Ce qui m’en plaît surtout, il est temps de le dire, c’est les mœurs et le style : au sortir de tant de salons parisiens, où se déroule la comédie contemporaine, j’aime à respirer, pour quelques heures, dans ce joli coin de Provence. La bonhomie de ces manières me repose et la senteur de ce parler me grise doucement. Et qu’on ne crie pas trop à la convention : ou je suis trompé à merveille, ou les mensonges d’artiste et les mots d’auteur, en cet ouvrage, sont rares. On peut se figurer, au moins, que telles sont les façons de se conduire et de s’exprimer des paysans de là-bas : ils agissent, ils parlent avec tant de pittoresque, nos concitoyens du Midi ! M. Alphonse Daudet a distillé pour nous autres, gens de la langue d’oïl, tous les parfums de la terre de Mistral, de Roumanille et d’Aubanel. Je ne dirai pas de sa poésie, comme le dit Bon héros de la brise du Rhône, que je pourrais nommer une par une toutes les herbes sur lesquelles elle a passé ; je lui ferai le compliment contraire : il n’a pas jeté ça et là telle et telle odeur locale facilement reconnaissable, il a vaporisé partout une essence extraite de toutes les fleurs de son pays. Et ce n’est pas seulement parce qu’ils parlent de mûriers, de vers à soie, d’olives, de bécassines et de charlottines, que ses personnages rustiques sont rustiques ; ils le sont jusqu’au fond de l’âme, toujours et sans y penser ; par les mots les plus incolores, et sans le vouloir, ils se trahissent.

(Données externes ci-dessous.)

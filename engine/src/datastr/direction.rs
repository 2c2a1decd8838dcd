//! Constant tables describing the 13 distinct relative directions two
//! neighbouring cells can have, and how a pair task along one of those
//! directions decomposes into sub-pairs of progeny cells.
//!
//! A pair of cells at integer grid offset `(dx, dy, dz)` with each component
//! in `{-1, 0, 1}` is mapped to one of 13 direction classes (plus the
//! degenerate "same cell", which never occurs for distinct neighbours). The
//! mapping folds each direction onto its opposite, halving the 27 raw offsets
//! down to 14 symmetry-distinct sort handles, with handle 13 left as a pure
//! alias of handle 0's opposite, handle 12.

/// Maps a raw `(dx+1) + 3*(dy+1) + 9*(dz+1)` offset index into one of the 13
/// sort handles shared by a pair of cells along that direction.
pub const SORTLIST_ID: [u8; 27] = [
    0, 1, 2, 3, 4, 5, 6, 7, 8, 9, 10, 11, 12, 0, 12, 11, 10, 9, 8, 7, 6, 5, 4, 3, 2, 1, 0,
];

/// For a self-interaction split into progeny pairs `(j, k)` with `j < k`,
/// gives the sort handle shared by progeny `j` and `k`. Indexed `[j][k]`;
/// entries with `j >= k` are unused (`-1` in the source table) and encoded
/// here as `u8::MAX`.
pub const PROGENY_PAIR_SID: [[u8; 8]; 7] = [
    [u8::MAX, 12, 10, 9, 4, 3, 1, 0],
    [u8::MAX, u8::MAX, 11, 10, 5, 4, 2, 1],
    [u8::MAX, u8::MAX, u8::MAX, 12, 7, 6, 4, 3],
    [u8::MAX, u8::MAX, u8::MAX, u8::MAX, 8, 7, 5, 4],
    [u8::MAX, u8::MAX, u8::MAX, u8::MAX, u8::MAX, 12, 10, 9],
    [u8::MAX, u8::MAX, u8::MAX, u8::MAX, u8::MAX, u8::MAX, 11, 10],
    [u8::MAX, u8::MAX, u8::MAX, u8::MAX, u8::MAX, u8::MAX, u8::MAX, 12],
];

/// One sub-pair produced when splitting a pair task along a given `sid`:
/// the progeny index within `ci`, the progeny index within `cj`, and the
/// sort handle the new pair task should wait on (and itself carries).
pub type SubPair = (u8, u8, u8);

const SID_0: &[SubPair] = &[(7, 0, 0)];
const SID_1: &[SubPair] = &[(6, 0, 1), (7, 1, 1), (6, 1, 0), (7, 0, 2)];
const SID_2: &[SubPair] = &[(6, 1, 2)];
const SID_3: &[SubPair] = &[(5, 0, 3), (7, 2, 3), (5, 2, 0), (7, 0, 6)];
const SID_4: &[SubPair] = &[
    (4, 0, 4),
    (5, 0, 5),
    (6, 0, 7),
    (7, 0, 8),
    (4, 1, 3),
    (5, 1, 4),
    (6, 1, 6),
    (7, 1, 7),
    (4, 2, 1),
    (5, 2, 2),
    (6, 2, 4),
    (7, 2, 5),
    (4, 3, 0),
    (5, 3, 1),
    (6, 3, 3),
    (7, 3, 4),
];
const SID_5: &[SubPair] = &[(4, 1, 5), (6, 3, 5), (4, 3, 2), (6, 1, 8)];
const SID_6: &[SubPair] = &[(5, 2, 6)];
const SID_7: &[SubPair] = &[(4, 3, 6), (5, 2, 8), (4, 2, 7), (5, 3, 7)];
const SID_8: &[SubPair] = &[(4, 3, 8)];
const SID_9: &[SubPair] = &[(3, 0, 9), (7, 4, 9), (3, 4, 0), (7, 0, 8)];
const SID_10: &[SubPair] = &[
    (2, 0, 10),
    (3, 0, 11),
    (6, 0, 7),
    (7, 0, 6),
    (2, 1, 9),
    (3, 1, 10),
    (6, 1, 8),
    (7, 1, 7),
    (2, 4, 1),
    (3, 4, 2),
    (6, 4, 10),
    (7, 4, 11),
    (2, 5, 0),
    (3, 5, 1),
    (6, 5, 9),
    (7, 5, 10),
];
const SID_11: &[SubPair] = &[(2, 1, 11), (6, 5, 11), (2, 5, 2), (6, 1, 6)];
const SID_12: &[SubPair] = &[
    (1, 0, 12),
    (3, 0, 11),
    (5, 0, 5),
    (7, 0, 2),
    (1, 2, 9),
    (3, 2, 12),
    (5, 2, 8),
    (7, 2, 5),
    (1, 4, 3),
    (3, 4, 6),
    (5, 4, 12),
    (7, 4, 11),
    (1, 6, 0),
    (3, 6, 3),
    (5, 6, 9),
    (7, 6, 12),
];

/// Sub-pairs a pair task along `sid` (0..=12) decomposes into when both
/// cells are split further. Corner directions (0, 2, 6, 8) give a single
/// sub-pair, edge directions (1, 3, 5, 7, 9, 11) give four, and face
/// directions (4, 10, 12) give sixteen.
pub fn sid_expansion(sid: u8) -> &'static [SubPair] {
    match sid {
        0 => SID_0,
        1 => SID_1,
        2 => SID_2,
        3 => SID_3,
        4 => SID_4,
        5 => SID_5,
        6 => SID_6,
        7 => SID_7,
        8 => SID_8,
        9 => SID_9,
        10 => SID_10,
        11 => SID_11,
        12 => SID_12,
        _ => panic!("sid out of range: {}", sid),
    }
}

/// Corner directions split into exactly one sub-pair.
pub fn is_corner_sid(sid: u8) -> bool {
    matches!(sid, 0 | 2 | 6 | 8)
}

/// Computes the sort handle for the relative offset `(dx, dy, dz)`, each in
/// `{-1, 0, 1}`.
pub fn sid_of_offset(dx: i8, dy: i8, dz: i8) -> u8 {
    let idx = (dx as isize + 1) + 3 * (dy as isize + 1) + 9 * (dz as isize + 1);
    SORTLIST_ID[idx as usize]
}
// src/lib.rs
//! SLA tracking and breach-notification engine.
//!
//! The engine wraps three small pieces of temporal logic around external
//! ticket and policy stores:
//!
//! - a deadline calculator that turns a ticket's (priority, category) and the
//!   active policy table into a resolution target timestamp;
//! - a pure breach classifier applying the percentage-of-time-remaining rule
//!   (on-track / imminent / breached, inclusive buffer boundary);
//! - a recurring monitor loop that re-evaluates every open ticket against one
//!   clock snapshot per pass, persists breach-flag transitions, and hands
//!   at-risk batches to a webhook notification dispatcher.
//!
//! The host process owns ticket CRUD, persistence, and HTTP surfaces; it
//! embeds this crate by implementing [`repository::TicketStore`] and
//! [`repository::PolicyStore`], then starting a
//! [`scheduler::BreachMonitor`]:
//!
//! ```no_run
//! use std::sync::Arc;
//! use sla_engine::config::SlaEngineConfig;
//! use sla_engine::repository::{InMemoryPolicyStore, InMemoryTicketStore};
//! use sla_engine::scheduler::BreachMonitor;
//!
//! # async fn run() -> anyhow::Result<()> {
//! let cfg = SlaEngineConfig::default();
//! let tickets = Arc::new(InMemoryTicketStore::new());
//! let policies = Arc::new(InMemoryPolicyStore::new());
//!
//! let monitor = Arc::new(BreachMonitor::from_engine_config(&cfg, tickets, policies));
//! let handle = monitor.start();
//! // ... host runs ...
//! handle.shutdown().await?;
//! # Ok(())
//! # }
//! ```

pub mod adapter;
pub mod config;
pub mod domain;
pub mod repository;
pub mod scheduler;
pub mod service;
pub mod telemetry;

pub use config::SlaEngineConfig;
pub use domain::error::SlaError;
pub use domain::model::{BreachState, Category, Priority, SlaPolicy, Ticket, TicketStatus};
pub use scheduler::{BreachMonitor, BreachMonitorConfig, BreachMonitorHandle, PassSummary};
pub use service::{DeadlineCalculator, NotificationDispatcher, Notifier};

Écoutez Balthazar, lorsqu’il s’agit de se renseigner sur l’Arlésienne : « Dans ces grandes coquines de villes, ce n’est pas comme chez nous. Chez nous, tout le monde se connaît : on est au large, on se voit venir de loin… » Je ne sais, en vérité, si j’ai naturellement trop de complaisance ; mais cette métaphore toute simple évoque pour moi le berger, debout dans sa cape au milieu de la plaine : un Millet en Camargue. Pour la sensation que me donne, sans broderies appliquées ni paillons, la trame d’un pareil style, j’excuse volontiers quelques longueurs, certaine maladresse à faire entrer ou sortir un personnage, à raccorder telle et telle scène, à justifier un monologue. Assurément, ce n’est pas pour cette gaucherie que j’aime l’auteur ; je n’enverrai pas M. Augier, M. Dumas, M. Sardou, MM. Meilhac et Halévy à l’école de son inexpérience : il a de quoi m’en consoler, voilà tout uniment ce que je dis, et je me trouverais bien malavisé de refuser ses consolations.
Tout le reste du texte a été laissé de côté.